Differences
One of the things I was naively surprised to find about living on this camp is the incredible diversity of people, of wealth, of abilities to cope. Before you go off to a totally foreign environment, you tend to anticipate things in panoramas of homogeneity – like all the ways that things will be different from what you are used to. Everything you expect is similarly “other” from what is familiar. But then you spend some time getting to know your new context and home, and all the difference within what is now familiar come into stark relief. For example, I was surprised to find that there is such a wide range of wealth in the camp. Simply walking around it is clear to see that some have enough money for luxuries like a bottle of beer and an afternoon at the makeshift “movie theaters” (small concrete and tin structures with an old television and wooden benches) while others struggle to get their children adequately fed. Some of the little houses, I was surprised to see, have generators and gardens and little yards, whereas others contain only a mattress, cooking pot and pile of clothes. Each person and family is having a uniquely different experience.
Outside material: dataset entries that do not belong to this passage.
//! Slot descriptors and the shared value handles behind them.
//!
//! Each step declares its slots once, at construction. An output slot owns a
//! [`SlotHandle`]; connecting it to an input hands the input a clone of that
//! handle, so the consumer reads exactly what the producer last published.
//! An input never owns a value, only a reference to somebody else's handle.

use crate::graph::value::{DataValue, ValueType};
use parking_lot::RwLock;
use std::sync::Arc;

/// Whether a slot is an input or output.
#[derive(Debug, Clone, Copy, PartialEq, Eq)]
pub enum SlotDirection {
    Input,
    Output,
}

/// Declaration of one slot on a step.
#[derive(Debug, Clone, PartialEq)]
pub struct SlotDescriptor {
    pub name: String,
    pub direction: SlotDirection,
    pub value_type: ValueType,
    /// Inputs only. An unconnected required input is reported by the checker.
    pub required: bool,
    /// Inputs only. The step accepts the previous tick's value here, which
    /// makes a connection into this slot a feedback edge.
    pub stale_tolerant: bool,
}

impl SlotDescriptor {
    pub fn input(name: impl Into<String>, value_type: ValueType) -> Self {
        Self {
            name: name.into(),
            direction: SlotDirection::Input,
            value_type,
            required: true,
            stale_tolerant: false,
        }
    }

    pub fn output(name: impl Into<String>, value_type: ValueType) -> Self {
        Self {
            name: name.into(),
            direction: SlotDirection::Output,
            value_type,
            required: false,
            stale_tolerant: false,
        }
    }

    pub fn optional(mut self) -> Self {
        self.required = false;
        self
    }

    pub fn stale_tolerant(mut self) -> Self {
        self.stale_tolerant = true;
        self
    }

    pub fn is_input(&self) -> bool {
        self.direction == SlotDirection::Input
    }
}

/// Shared reference to the current value of an output.
///
/// Publishing swaps in a whole new `Arc`, so a reader holding the previous
/// value keeps a consistent copy and never sees a half-written one.
#[derive(Clone, Default)]
pub struct SlotHandle(Arc<RwLock<Option<Arc<DataValue>>>>);

impl SlotHandle {
    pub fn new() -> Self {
        Self::default()
    }

    /// Current value, if one has been published.
    pub fn load(&self) -> Option<Arc<DataValue>> {
        self.0.read().clone()
    }

    pub fn publish(&self, value: DataValue) {
        self.publish_shared(Arc::new(value));
    }

    pub fn publish_shared(&self, value: Arc<DataValue>) {
        *self.0.write() = Some(value);
    }

    /// Revert to "not set".
    pub fn clear(&self) {
        *self.0.write() = None;
    }

    pub fn ptr_eq(&self, other: &SlotHandle) -> bool {
        Arc::ptr_eq(&self.0, &other.0)
    }
}

impl std::fmt::Debug for SlotHandle {
    fn fmt(&self, f: &mut std::fmt::Formatter<'_>) -> std::fmt::Result {
        match self.load() {
            Some(v) => write!(f, "SlotHandle({})", v),
            None => write!(f, "SlotHandle(unset)"),
        }
    }
}

/// An input slot: a descriptor plus the handle of whatever feeds it.
pub struct InputSlot {
    pub descriptor: SlotDescriptor,
    source: RwLock<Option<SlotHandle>>,
}

impl InputSlot {
    pub fn new(descriptor: SlotDescriptor) -> Self {
        Self {
            descriptor,
            source: RwLock::new(None),
        }
    }

    pub fn name(&self) -> &str {
        &self.descriptor.name
    }

    pub(crate) fn attach(&self, handle: SlotHandle) {
        *self.source.write() = Some(handle);
    }

    pub(crate) fn detach(&self) -> Option<SlotHandle> {
        self.source.write().take()
    }

    /// Detach only if the current source is `handle`.
    pub(crate) fn detach_if(&self, handle: &SlotHandle) -> bool {
        let mut source = self.source.write();
        if source.as_ref().is_some_and(|h| h.ptr_eq(handle)) {
            *source = None;
            true
        } else {
            false
        }
    }

    pub fn is_connected(&self) -> bool {
        self.source.read().is_some()
    }

    /// Connected and holding a published value.
    pub fn is_valid(&self) -> bool {
        self.value().is_some()
    }

    pub fn value(&self) -> Option<Arc<DataValue>> {
        self.source.read().as_ref().and_then(SlotHandle::load)
    }
}

/// An output slot: a descriptor plus the handle it publishes into.
pub struct OutputSlot {
    pub descriptor: SlotDescriptor,
    pub(crate) handle: SlotHandle,
}

impl OutputSlot {
    pub fn new(descriptor: SlotDescriptor) -> Self {
        Self {
            descriptor,
            handle: SlotHandle::new(),
        }
    }

    pub fn name(&self) -> &str {
        &self.descriptor.name
    }

    pub fn value(&self) -> Option<Arc<DataValue>> {
        self.handle.load()
    }

    pub(crate) fn handle(&self) -> SlotHandle {
        self.handle.clone()
    }
}
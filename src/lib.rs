//! # stepflow: a dataflow execution engine
//!
//! Steps with typed input and output slots are wired into a graph and run
//! by triggers. Looped triggers drive their steps periodically on dedicated
//! worker threads, in real time, fixed-step or simulated time. Groups nest
//! graphs inside graphs and publish selected slots as their own.
//!
//! ## Architecture
//!
//! - **Graph**: steps, connections, triggers and groups (see [`graph`])
//! - **Scheduling**: per-trigger execution plans in dependency order, with
//!   stale-tolerant inputs breaking feedback loops
//! - **Workers**: one thread per running looped trigger; downstream triggers
//!   on other threads receive kicks over crossbeam channels
//! - **Diagnostics**: a read-only consistency checker and an event channel
//!
//! ## Configuration
//!
//! [`EngineConfig`] is loaded from TOML or JSON and handed to a group
//! through its builder. [`logging::init`] installs a `tracing` subscriber for
//! hosts that have none.
//!
//! ## Example
//!
//! ```ignore
//! use stepflow::{ConfigValue, Group, StepParams};
//!
//! fn main() -> stepflow::Result<()> {
//!     let group = Group::new("plant");
//!     let params = StepParams::from([("value".to_string(), ConfigValue::Float(2.0))]);
//!     let source = group.create_step("source", "constant", &params)?;
//!     let gain = group.create_step("gain", "gain", &StepParams::new())?;
//!     group.connect(source, "out", gain, "in")?;
//!
//!     let tick = group.create_looped_trigger("tick")?;
//!     group.attach(tick, source)?;
//!     group.start_trigger(tick)?;
//!     std::thread::sleep(std::time::Duration::from_millis(100));
//!     group.stop_trigger(tick)?;
//!
//!     println!("{:?}", group.output_value(gain, "out")?);
//!     Ok(())
//! }
//! ```

pub mod config;
pub mod error;
pub mod graph;
pub mod logging;
pub mod types;

// Re-export commonly used types
pub use config::{EngineConfig, LoggingConfig, LoopSettings, TimingMode};
pub use error::{GraphError, Result, ResultExt, StepError};
pub use graph::{
    ConfigValue, DataValue, FireReport, Finding, Group, GroupBuilder, GraphDescription,
    GraphEvent, StepContext, StepId, StepParams, StepPlugin, StepRegistry, TriggerId, ValueType,
};
pub use types::{LoopStats, StepMode, StepState, StepStatus, TriggerState};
Although everyone here is a Liberian refugee, the ranges in personality are just as great here as anywhere, and I see this most clearly in my children I teach. Some are embarrassed and shy or lacking in confidence. Others are bold. Others try hard and cry out for praise. Others care most about making the other kids laugh. All this should go without saying. We are commonly human. It’s just that so much in our world is focused on how things are hard or different in other places and it’s easy to let that overwhelm your image of a place. It shouldn’t be a revelation to discover that we are all more similar than different, but for some reason it still can feel like an epiphany.